COCONUTS HOT SPOT — Civil strife and famine set off a middle kingdom diaspora, sending millions of Chinese around the globe. Those emigrating landed in Southeast Asia, Australia and even as far away as the Americas. Naturally the cuisine followed, and Chinese cuisine in one form or another can be found almost anywhere on the planet.
It was in the United States, however, that Chinese food evolved in a most peculiar way, a way that took the cuisine furthest from its roots. While helping build the transcontinental railroad in the late 1800s, Chinese laborers were forced to adapt their own cuisine to the American palate using new world ingredients (broccoli and carrots aren’t native to China), toning down the exotic flavors and making dishes sweeter and thicker. This hybrid Chinese cuisine steadily grew in popularity until the 1950s, when canning proliferated. Canning technology allowed the cuisine to reach a widespread audience, and to make it even more confusing, regional variations started to spring up and “American Chinese” became part of the larger mishmash of what is considered “American” cuisine.
Americans love this gloopy, sticky, dulcified food. The Jewish population has embraced it as their go-to on holidays where everything else is closed; stoners have championed it as the standard “gourmet” meal to order after hitting the bong, and just about everyone else eats it regularly. It’s a North American staple.


Enter Fortune Cookie Restaurant, a four-month-old delivery service bringing this pseudo-Chinese fare to the City of Angels. The menu looks like it came straight from Spring Garden, a one-table Chinese take-out joint that filled my childhood with delicious memories, MSG (which doesn’t deserve the reputation it’s earned), and a false understanding of what “Szechuan” and “Hunan” Chinese cuisines are.

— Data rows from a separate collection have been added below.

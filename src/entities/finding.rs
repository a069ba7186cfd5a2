//! Audit finding entity type

use chrono::{DateTime, NaiveDate, Utc};
use serde::{Deserialize, Serialize};

use crate::core::entity::{default_revision, Entity, Latch, Severity, Signoff};
use crate::core::identity::{EntityId, EntityPrefix};
use crate::core::links::BackRef;
use crate::core::workflow::{advance, Action, Lifecycle, Rule, State, StateMachine, WorkflowError};

/// Classification of a finding
#[derive(Debug, Clone, Copy, PartialEq, Eq, Hash, Serialize, Deserialize, Default)]
#[serde(rename_all = "snake_case")]
pub enum FindingType {
    MajorNonconformity,
    MinorNonconformity,
    #[default]
    Observation,
    OpportunityForImprovement,
}

impl std::fmt::Display for FindingType {
    fn fmt(&self, f: &mut std::fmt::Formatter<'_>) -> std::fmt::Result {
        match self {
            FindingType::MajorNonconformity => write!(f, "major_nonconformity"),
            FindingType::MinorNonconformity => write!(f, "minor_nonconformity"),
            FindingType::Observation => write!(f, "observation"),
            FindingType::OpportunityForImprovement => write!(f, "opportunity_for_improvement"),
        }
    }
}

impl std::str::FromStr for FindingType {
    type Err = String;

    fn from_str(s: &str) -> Result<Self, Self::Err> {
        match s.to_lowercase().replace('-', "_").as_str() {
            "major_nonconformity" | "major" => Ok(FindingType::MajorNonconformity),
            "minor_nonconformity" | "minor" => Ok(FindingType::MinorNonconformity),
            "observation" => Ok(FindingType::Observation),
            "opportunity_for_improvement" | "ofi" => Ok(FindingType::OpportunityForImprovement),
            _ => Err(format!(
                "Invalid finding type: {}. Use major, minor, observation, or ofi",
                s
            )),
        }
    }
}

#[derive(Debug, Clone, Copy, PartialEq, Eq, Hash, Serialize, Deserialize, Default)]
#[serde(rename_all = "snake_case")]
pub enum FindingStatus {
    #[default]
    Open,
    Acknowledged,
    Verified,
    Closed,
    Rejected,
}

impl State for FindingStatus {
    fn as_str(&self) -> &'static str {
        match self {
            FindingStatus::Open => "open",
            FindingStatus::Acknowledged => "acknowledged",
            FindingStatus::Verified => "verified",
            FindingStatus::Closed => "closed",
            FindingStatus::Rejected => "rejected",
        }
    }
}

impl std::fmt::Display for FindingStatus {
    fn fmt(&self, f: &mut std::fmt::Formatter<'_>) -> std::fmt::Result {
        f.write_str(self.as_str())
    }
}

impl std::str::FromStr for FindingStatus {
    type Err = String;

    fn from_str(s: &str) -> Result<Self, Self::Err> {
        FINDING_WORKFLOW.parse(s)
    }
}

pub static FINDING_WORKFLOW: StateMachine<FindingStatus> = StateMachine::new(
    "audit finding",
    FindingStatus::Open,
    &[
        Rule::on(Action::Acknowledge, &[FindingStatus::Open], FindingStatus::Acknowledged),
        Rule::on(Action::Verify, &[FindingStatus::Acknowledged], FindingStatus::Verified),
        Rule::on(Action::Close, &[FindingStatus::Verified], FindingStatus::Closed),
        Rule::on(Action::Reject, &[FindingStatus::Open], FindingStatus::Rejected),
    ],
);

/// A finding raised during an audit
#[derive(Debug, Clone, Serialize, Deserialize)]
#[serde(deny_unknown_fields)]
pub struct AuditFinding {
    pub id: EntityId,

    /// Business number (e.g., "FND-2025-004")
    pub finding_number: String,

    /// Audit that produced this finding
    #[serde(default, skip_serializing_if = "BackRef::is_empty")]
    pub audit_plan: BackRef,

    pub title: String,

    #[serde(default, skip_serializing_if = "Option::is_none")]
    pub description: Option<String>,

    #[serde(default)]
    pub finding_type: FindingType,

    #[serde(default)]
    pub severity: Severity,

    /// Standard clause the finding refers to
    #[serde(default, skip_serializing_if = "Option::is_none")]
    pub clause: Option<String>,

    #[serde(default, skip_serializing_if = "Option::is_none")]
    pub evidence: Option<String>,

    #[serde(default, skip_serializing_if = "Option::is_none")]
    pub responsible: Option<String>,

    #[serde(default, skip_serializing_if = "Option::is_none")]
    pub due_date: Option<NaiveDate>,

    /// Auditee response captured on acknowledgement
    #[serde(default, skip_serializing_if = "Option::is_none")]
    pub response: Option<String>,

    #[serde(default)]
    pub requires_capa: Latch,

    #[serde(default, skip_serializing_if = "BackRef::is_empty")]
    pub capa: BackRef,

    #[serde(default)]
    pub status: FindingStatus,

    #[serde(default, skip_serializing_if = "Option::is_none")]
    pub acknowledged: Option<Signoff>,

    #[serde(default, skip_serializing_if = "Option::is_none")]
    pub verified: Option<Signoff>,

    #[serde(default)]
    pub is_verified: Latch,

    #[serde(default)]
    pub is_effective: Latch,

    #[serde(default, skip_serializing_if = "Option::is_none")]
    pub closed: Option<Signoff>,

    #[serde(default, skip_serializing_if = "Option::is_none")]
    pub rejected: Option<Signoff>,

    #[serde(default, skip_serializing_if = "Option::is_none")]
    pub rejection_reason: Option<String>,

    pub created: DateTime<Utc>,

    pub author: String,

    #[serde(default = "default_revision")]
    pub entity_revision: u32,
}

impl Entity for AuditFinding {
    const PREFIX: EntityPrefix = EntityPrefix::Fnd;
    const LOCKED_FIELDS: &'static [&'static str] = &[
        "finding_number",
        "response",
        "requires_capa",
        "capa",
        "acknowledged",
        "verified",
        "is_verified",
        "is_effective",
        "closed",
        "rejected",
        "rejection_reason",
    ];

    fn id(&self) -> &EntityId {
        &self.id
    }

    fn title(&self) -> &str {
        &self.title
    }

    fn status(&self) -> &str {
        self.status.as_str()
    }

    fn created(&self) -> DateTime<Utc> {
        self.created
    }

    fn author(&self) -> &str {
        &self.author
    }

    fn business_number(&self) -> Option<String> {
        Some(self.finding_number.clone())
    }

    fn references(&self) -> Vec<(&'static str, String)> {
        let mut refs = Vec::new();
        if let Some(id) = &self.audit_plan.id {
            refs.push(("audit_plan_id", id.to_string()));
        }
        if let Some(id) = &self.capa.id {
            refs.push(("capa_id", id.to_string()));
        }
        refs
    }

    fn bump_revision(&mut self) {
        self.entity_revision += 1;
    }
}

impl Lifecycle for AuditFinding {
    type State = FindingStatus;

    fn machine() -> &'static StateMachine<FindingStatus> {
        &FINDING_WORKFLOW
    }

    fn state(&self) -> FindingStatus {
        self.status
    }

    fn set_state(&mut self, state: FindingStatus) {
        self.status = state;
    }
}

impl AuditFinding {
    pub fn new(
        finding_number: impl Into<String>,
        title: impl Into<String>,
        finding_type: FindingType,
        author: impl Into<String>,
    ) -> Self {
        Self {
            id: EntityId::new(EntityPrefix::Fnd),
            finding_number: finding_number.into(),
            audit_plan: BackRef::default(),
            title: title.into(),
            description: None,
            finding_type,
            severity: Severity::default(),
            clause: None,
            evidence: None,
            responsible: None,
            due_date: None,
            response: None,
            requires_capa: Latch::default(),
            capa: BackRef::default(),
            status: FindingStatus::default(),
            acknowledged: None,
            verified: None,
            is_verified: Latch::default(),
            is_effective: Latch::default(),
            closed: None,
            rejected: None,
            rejection_reason: None,
            created: Utc::now(),
            author: author.into(),
            entity_revision: 1,
        }
    }

    pub fn with_audit_plan(mut self, id: Option<EntityId>, number: Option<String>) -> Self {
        self.audit_plan.annotate(id, number);
        self
    }

    pub fn acknowledge(
        &mut self,
        actor: &str,
        now: DateTime<Utc>,
        response: Option<String>,
    ) -> Result<(), WorkflowError> {
        advance(self, Action::Acknowledge)?;
        self.acknowledged = Some(Signoff::new(actor, now));
        self.response = response;
        Ok(())
    }

    pub fn verify(
        &mut self,
        actor: &str,
        now: DateTime<Utc>,
        is_effective: bool,
        notes: Option<String>,
    ) -> Result<(), WorkflowError> {
        advance(self, Action::Verify)?;
        self.verified = Some(Signoff::new(actor, now).with_comment(notes));
        self.is_verified.raise();
        self.is_effective.raise_if(is_effective);
        Ok(())
    }

    pub fn close(&mut self, actor: &str, now: DateTime<Utc>) -> Result<(), WorkflowError> {
        advance(self, Action::Close)?;
        self.closed = Some(Signoff::new(actor, now));
        Ok(())
    }

    pub fn reject(&mut self, actor: &str, now: DateTime<Utc>, reason: String) -> Result<(), WorkflowError> {
        advance(self, Action::Reject)?;
        self.rejected = Some(Signoff::new(actor, now));
        self.rejection_reason = Some(reason);
        Ok(())
    }

    /// Note that a CAPA answers this finding
    pub fn raise_capa(
        &mut self,
        capa_id: Option<EntityId>,
        capa_number: Option<String>,
    ) -> Result<(), WorkflowError> {
        if self.is_terminal() {
            return Err(WorkflowError::Locked {
                family: FINDING_WORKFLOW.family(),
                status: self.status.to_string(),
            });
        }
        self.requires_capa.raise();
        self.capa.annotate(capa_id, capa_number);
        Ok(())
    }
}

#[cfg(test)]
mod tests {
    use super::*;

    fn finding() -> AuditFinding {
        AuditFinding::new(
            "FND-2025-001",
            "Calibration records incomplete",
            FindingType::MinorNonconformity,
            "test",
        )
    }

    #[test]
    fn test_finding_lifecycle() {
        let mut f = finding();
        let now = Utc::now();
        f.acknowledge("auditee", now, Some("will fix".to_string()))
            .unwrap();
        f.verify("auditor", now, true, None).unwrap();
        f.close("auditor", now).unwrap();
        assert_eq!(f.status, FindingStatus::Closed);
        assert!(f.is_verified.is_set());
        assert!(f.is_effective.is_set());
    }

    #[test]
    fn test_reject_only_from_open() {
        let now = Utc::now();
        let mut f = finding();
        f.acknowledge("auditee", now, None).unwrap();
        assert!(f.reject("auditor", now, "duplicate".to_string()).is_err());
        assert!(f.rejection_reason.is_none());

        let mut g = finding();
        g.reject("auditor", now, "not a finding".to_string()).unwrap();
        assert_eq!(g.status, FindingStatus::Rejected);
    }

    #[test]
    fn test_raise_capa_refused_when_closed() {
        let now = Utc::now();
        let mut f = finding();
        f.raise_capa(None, Some("CAPA-2025-004".to_string())).unwrap();
        assert!(f.requires_capa.is_set());

        f.acknowledge("a", now, None).unwrap();
        f.verify("b", now, false, None).unwrap();
        f.close("b", now).unwrap();
        assert!(f.raise_capa(None, None).is_err());
    }

    #[test]
    fn test_references_include_audit_plan() {
        let plan = EntityId::new(EntityPrefix::Aud);
        let f = finding().with_audit_plan(Some(plan.clone()), None);
        assert_eq!(f.references(), vec![("audit_plan_id", plan.to_string())]);
    }
}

There’s General Tso’s chicken, chop suey, lo mein, sweet and sour pork, moo shu pork, salt and pepper squid, kung pao chicken…if you’ve been to a Chinese restaurant in the United States then you know what to expect, but does Fortune Cookie nail that American taste?
In short, yes.
I grew up with the mid-Atlantic version of “Chinese food”, and that means proteins slathered in a thick, gooey sauce, served with some sort of vegetable(although no one really eats those) and a side of rice. The man behind the operation, Dan Koh, was schooled in all things American-Chinese in Maryland, a state that has thoroughly embraced this cuisine. In a blind taste test, I wouldn’t be able to tell the difference between the Fortune Cookie’s General Tso’s made in Bangkok and the General Tso’s made in New Jersey. The Chinese-American pioneer doesn’t substitute Thai vegetables for the American variety, and they don’t tune the flavor profile to the Thai palate, and that’s a good thing. You get the satisfying, deep-fried, wok-cooked goodness with no Thai-spin.
At the moment, Fortune Cookie only delivers; there’s no option to eat in. Authentic Chinese American joints are mostly take-out, anyway. The cuisine is geared toward nights in with a friend or significant other, a movie that doesn’t require thinking, sitting on a comfortable couch in clothes you wouldn’t wear to work and talking about trivial matters.
And the real test? See if the food is even better after keeping it the fridge for a day and then reheating it. The General Tso’s, Chow Mein, and Sweet and Sour pork passed with flying colors. There must be some sort of magic chemistry that occurs during the temperature fluctuations that brings out the “good stuff” in those viscous, gooey sauces, because it really does take it to the next level.
American expats and even their counterparts from across the pond and down under will totally get this cuisine, but the question remains: Will Thais embrace Chinese-American fare? It remains to be seen, but the stay-at-home-and- watch-dramas culture is strong here, and Fortune Cookie’s fare can really take that experience to the next level.